Filippo Pozzato has spoken of his disappointment at missing out on the London 2012 Olympic Games after he admitted to having being trained by the controversial Dr. Michele Ferrari between 2005 and 2009.
Farnese Vini-Selle Italia faces a hearing before the Italian Olympic Committee’s anti-doping tribunal on September 11, when he will discover if he will receive a one-year suspension for his links to Ferrari.
Pozzato has spent the past two weeks in Kenya carrying out voluntary work at the invitation of Italian priest Don Marco Pozza. “I voluntarily suspended myself,” he told the ANSA news agency. “I wanted to leave Italy to get away from it all, I was so disappointed and angry. They denied me my dream. I’m 30 years old, it was the prime age for the Olympics. Everybody says to me ‘you’ll be back in Rio,’ but it’s not the same.”

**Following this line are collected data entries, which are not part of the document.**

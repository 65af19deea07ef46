//! ZFS Backend
//!
//! Command construction for `zpool`/`zfs` and parsers for their scripted
//! (`-H -p`) output. Every list command requests an explicit column set so
//! the positional schema below is stable across OpenZFS releases.

use crate::controlplane::backends::parse::{
    self, capacity_percent, integer_after, number_before, parse_error, records, split_fields,
};
use crate::controlplane::backends::validate;
use crate::controlplane::backends::{PoolPlan, PoolRequest, SkippedOption};
use crate::domain::{
    ActivityProgress, ActivityState, Backend, CommandSpec, Dataset, PoolHealth, Snapshot,
    StoragePool,
};
use crate::error::{Error, Result};
use crate::hardware::tuning::{scope_of, ParameterScope, TuningParameterSet, ENCRYPTION};
use chrono::DateTime;

pub const POOL_COLUMNS: &str = "name,size,allocated,free,capacity,health,dedupratio,fragmentation";
pub const DATASET_COLUMNS: &str = "name,used,avail,refer,mountpoint,compression,quota";
pub const SNAPSHOT_COLUMNS: &str = "name,creation,used";

// =============================================================================
// Command Builder
// =============================================================================

/// Builds `zpool` and `zfs` invocations
#[derive(Debug, Clone)]
pub struct ZfsCommands {
    /// `zpool` binary
    pub zpool: String,
    /// `zfs` binary
    pub zfs: String,
}

impl Default for ZfsCommands {
    fn default() -> Self {
        Self {
            zpool: "zpool".to_string(),
            zfs: "zfs".to_string(),
        }
    }
}

impl ZfsCommands {
    pub fn list_pools(&self) -> CommandSpec {
        CommandSpec::new(&self.zpool).args(["list", "-H", "-p", "-o", POOL_COLUMNS])
    }

    /// `zpool create [-o pool-prop]... [-O fs-prop]... <name> <vdev> <devices>`.
    ///
    /// Module-scoped parameters are reported, not emitted. Encryption is only
    /// emitted together with a `keyformat`.
    pub fn create_pool(&self, request: &PoolRequest, options: &TuningParameterSet) -> Result<PoolPlan> {
        let vdev = request.raid_level.zfs_vdev().ok_or_else(|| {
            Error::Validation(format!("raid level {} is not a zfs vdev type", request.raid_level))
        })?;

        let mut command = CommandSpec::new(&self.zpool).arg("create");
        let mut plan = PoolPlan::default();

        for (key, value) in options.iter() {
            validate::property_name(key)?;
            validate::property_value(key, value)?;
            match scope_of(key) {
                ParameterScope::Module => {
                    plan.module_parameters.insert(key, value);
                }
                ParameterScope::Pool => {
                    command = command.arg("-o").arg(format!("{}={}", key, value));
                    plan.applied.insert(key, value);
                }
                ParameterScope::Filesystem => {
                    if key == ENCRYPTION && !options.contains("keyformat") {
                        plan.skipped.push(SkippedOption::new(
                            key,
                            value,
                            "encryption requires a keyformat option",
                        ));
                        continue;
                    }
                    command = command.arg("-O").arg(format!("{}={}", key, value));
                    plan.applied.insert(key, value);
                }
            }
        }

        plan.command = command
            .arg(&request.name)
            .arg(vdev)
            .args(request.devices.iter().cloned());
        Ok(plan)
    }

    pub fn destroy_pool(&self, name: &str) -> CommandSpec {
        CommandSpec::new(&self.zpool).args(["destroy", name])
    }

    pub fn scrub(&self, name: &str) -> CommandSpec {
        CommandSpec::new(&self.zpool).args(["scrub", name])
    }

    pub fn status(&self, name: &str) -> CommandSpec {
        CommandSpec::new(&self.zpool).args(["status", name])
    }

    pub fn list_datasets(&self) -> CommandSpec {
        CommandSpec::new(&self.zfs).args([
            "list",
            "-H",
            "-p",
            "-t",
            "filesystem,volume",
            "-o",
            DATASET_COLUMNS,
        ])
    }

    /// `zfs create [-o prop=value]... <name>`
    pub fn create_dataset(&self, name: &str, properties: &TuningParameterSet) -> Result<CommandSpec> {
        let mut command = CommandSpec::new(&self.zfs).arg("create");
        for (key, value) in properties.iter() {
            validate::property_name(key)?;
            validate::property_value(key, value)?;
            command = command.arg("-o").arg(format!("{}={}", key, value));
        }
        Ok(command.arg(name))
    }

    /// Snapshots oldest first
    pub fn list_snapshots(&self) -> CommandSpec {
        CommandSpec::new(&self.zfs).args([
            "list",
            "-H",
            "-p",
            "-t",
            "snapshot",
            "-s",
            "creation",
            "-o",
            SNAPSHOT_COLUMNS,
        ])
    }

    pub fn snapshot(&self, qualified: &str) -> CommandSpec {
        CommandSpec::new(&self.zfs).args(["snapshot", qualified])
    }

    pub fn rollback(&self, qualified: &str, recursive: bool) -> CommandSpec {
        let command = CommandSpec::new(&self.zfs).arg("rollback");
        let command = if recursive { command.arg("-r") } else { command };
        command.arg(qualified)
    }

    pub fn clone_snapshot(&self, qualified: &str, target: &str) -> CommandSpec {
        CommandSpec::new(&self.zfs).args(["clone", qualified, target])
    }

    pub fn destroy_snapshot(&self, qualified: &str) -> CommandSpec {
        CommandSpec::new(&self.zfs).args(["destroy", qualified])
    }

    pub fn set_property(&self, target: &str, property: &str, value: &str) -> CommandSpec {
        CommandSpec::new(&self.zfs)
            .arg("set")
            .arg(format!("{}={}", property, value))
            .arg(target)
    }

    pub fn send(&self, snapshot: &str, incremental_base: Option<&str>) -> CommandSpec {
        let command = CommandSpec::new(&self.zfs).arg("send");
        let command = match incremental_base {
            Some(base) => command.args(["-i", base]),
            None => command,
        };
        command.arg(snapshot)
    }

    pub fn receive(&self, target: &str) -> CommandSpec {
        CommandSpec::new(&self.zfs).args(["receive", target])
    }
}

// =============================================================================
// Parsers
// =============================================================================

/// Records, minus the "no pools available" style notice printed for empty listings
fn listing(stdout: &str) -> impl Iterator<Item = (usize, &str)> {
    records(stdout).filter(|(_, line)| {
        let line = line.trim();
        !(line.starts_with("no ") && line.ends_with(" available"))
    })
}

/// Parse `zpool list -H -p -o name,size,allocated,free,capacity,health,dedupratio,fragmentation`
pub fn parse_pool_list(command: &str, stdout: &str) -> Result<Vec<StoragePool>> {
    listing(stdout)
        .map(|(n, line)| {
            let f = split_fields(command, n, line, '\t', 8)?;
            let size_bytes = parse::parse_bytes(command, n, "size", f[1])?;
            let allocated_bytes = parse::parse_bytes(command, n, "allocated", f[2])?;
            let capacity_percent = match f[4].trim() {
                "-" => capacity_percent(allocated_bytes, size_bytes),
                value => parse::parse_percent(command, n, "capacity", value)?,
            };
            Ok(StoragePool {
                name: f[0].to_string(),
                backend: Backend::Zfs,
                size_bytes,
                allocated_bytes,
                free_bytes: parse::parse_bytes(command, n, "free", f[3])?,
                capacity_percent,
                health: PoolHealth::from_backend_state(f[5]),
                dedup_ratio: parse::parse_ratio(command, n, "dedupratio", f[6])?,
                fragmentation_percent: parse::parse_optional_percent(command, n, "fragmentation", f[7])?,
            })
        })
        .collect()
}

/// Parse `zfs list -H -p -o name,used,avail,refer,mountpoint,compression,quota`
pub fn parse_dataset_list(command: &str, stdout: &str) -> Result<Vec<Dataset>> {
    listing(stdout)
        .map(|(n, line)| {
            let f = split_fields(command, n, line, '\t', 7)?;
            let name = f[0].to_string();
            let pool_name = name.split('/').next().unwrap_or_default().to_string();
            Ok(Dataset {
                used_bytes: parse::parse_bytes(command, n, "used", f[1])?,
                avail_bytes: parse::parse_bytes(command, n, "avail", f[2])?,
                refer_bytes: parse::parse_bytes(command, n, "refer", f[3])?,
                mountpoint: f[4].to_string(),
                compression: f[5].to_string(),
                quota: parse::parse_optional_bytes(command, n, "quota", f[6])?,
                name,
                pool_name,
            })
        })
        .collect()
}

/// Parse `zfs list -H -p -t snapshot -o name,creation,used`
pub fn parse_snapshot_list(command: &str, stdout: &str) -> Result<Vec<Snapshot>> {
    listing(stdout)
        .map(|(n, line)| {
            let f = split_fields(command, n, line, '\t', 3)?;
            if !f[0].contains('@') {
                return Err(parse_error(command, n, format!("'{}' is not a snapshot name", f[0])));
            }
            let seconds: i64 = f[1]
                .trim()
                .parse()
                .map_err(|_| parse_error(command, n, format!("creation: invalid timestamp '{}'", f[1])))?;
            let creation_time = DateTime::from_timestamp(seconds, 0)
                .ok_or_else(|| parse_error(command, n, format!("creation: out of range '{}'", seconds)))?;
            Ok(Snapshot {
                qualified_name: f[0].to_string(),
                creation_time,
                used_bytes: parse::parse_bytes(command, n, "used", f[2])?,
            })
        })
        .collect()
}

/// Parse `zpool status <pool>` into health and scrub progress
pub fn parse_status(command: &str, stdout: &str) -> Result<(PoolHealth, ActivityProgress)> {
    let mut health = None;
    let mut scan = String::new();
    let mut in_scan = false;

    for line in stdout.lines() {
        let trimmed = line.trim();
        if let Some((key, value)) = trimmed.split_once(':') {
            let key = key.trim();
            if !key.is_empty() && !key.contains(' ') && key.chars().all(|c| c.is_ascii_lowercase()) {
                in_scan = key == "scan";
                match key {
                    "state" => health = Some(PoolHealth::from_backend_state(value)),
                    "scan" => scan.push_str(value.trim()),
                    _ => {}
                }
                continue;
            }
        }
        if in_scan && !trimmed.is_empty() {
            scan.push(' ');
            scan.push_str(trimmed);
        }
    }

    let health = health.ok_or_else(|| parse_error(command, 0, "missing 'state:' line"))?;
    Ok((health, parse_scan(&scan)))
}

fn parse_scan(scan: &str) -> ActivityProgress {
    let state = if scan.is_empty() || scan.contains("none requested") {
        ActivityState::Idle
    } else if scan.contains("in progress") {
        ActivityState::Running
    } else if scan.contains("paused") {
        ActivityState::Paused
    } else if scan.contains("canceled") {
        ActivityState::Canceled
    } else if scan.contains("repaired") || scan.contains("resilvered") {
        ActivityState::Finished
    } else {
        ActivityState::Unknown
    };

    let percent_done = match state {
        ActivityState::Finished => Some(100.0),
        _ => number_before(scan, "% done"),
    };
    let errors = match state {
        ActivityState::Finished => integer_after(scan, " with "),
        _ => None,
    };

    ActivityProgress {
        state,
        percent_done,
        errors,
    }
}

Ferrari has returned to the headlines in Italy in recent days after it emerged that Italian race walker Alex Schwazer – who tested positive for EPO ahead of the London 2012 Olympic Games – was among his clients. Schwazer has claimed that he acted alone in procuring and using EPO.
“I’m sorry for Alex, but my case has nothing to do with his,” Pozzato said. “His positive test for EPO is a defeat for sport. These are ugly stories, stains on sport that destroy myths. We’re examples for young people.”
Speaking of his own rapport with Ferrari, Pozzato stressed that he had never gone to any lengths to hide their collaboration. “Others dressed in black when they went to him so they wouldn’t be seen, but I didn’t. I never hid anything,” he said. “The rules don’t forbid seeing Ferrari. There is a list of 40 people who you’re not allowed to frequent, and his name isn’t on it.
“I’ve done lots of controls and never been suspended. I’m not even suspended now, nor am I under investigation. My biological passport could be an example for many. I told CONI everything, I was transparent. I could have denied everything and gone to the Games.”
Pozzato returns from Kenya on Friday and he confessed that he had also availed of the opportunity to train at altitude during his time there. “I set the alarm for 5 in the morning here to go out on the bike,” he said. “We’re at altitude, over 2,000 metres above sea level. I don’t think I’ve lost a lot in terms of training.”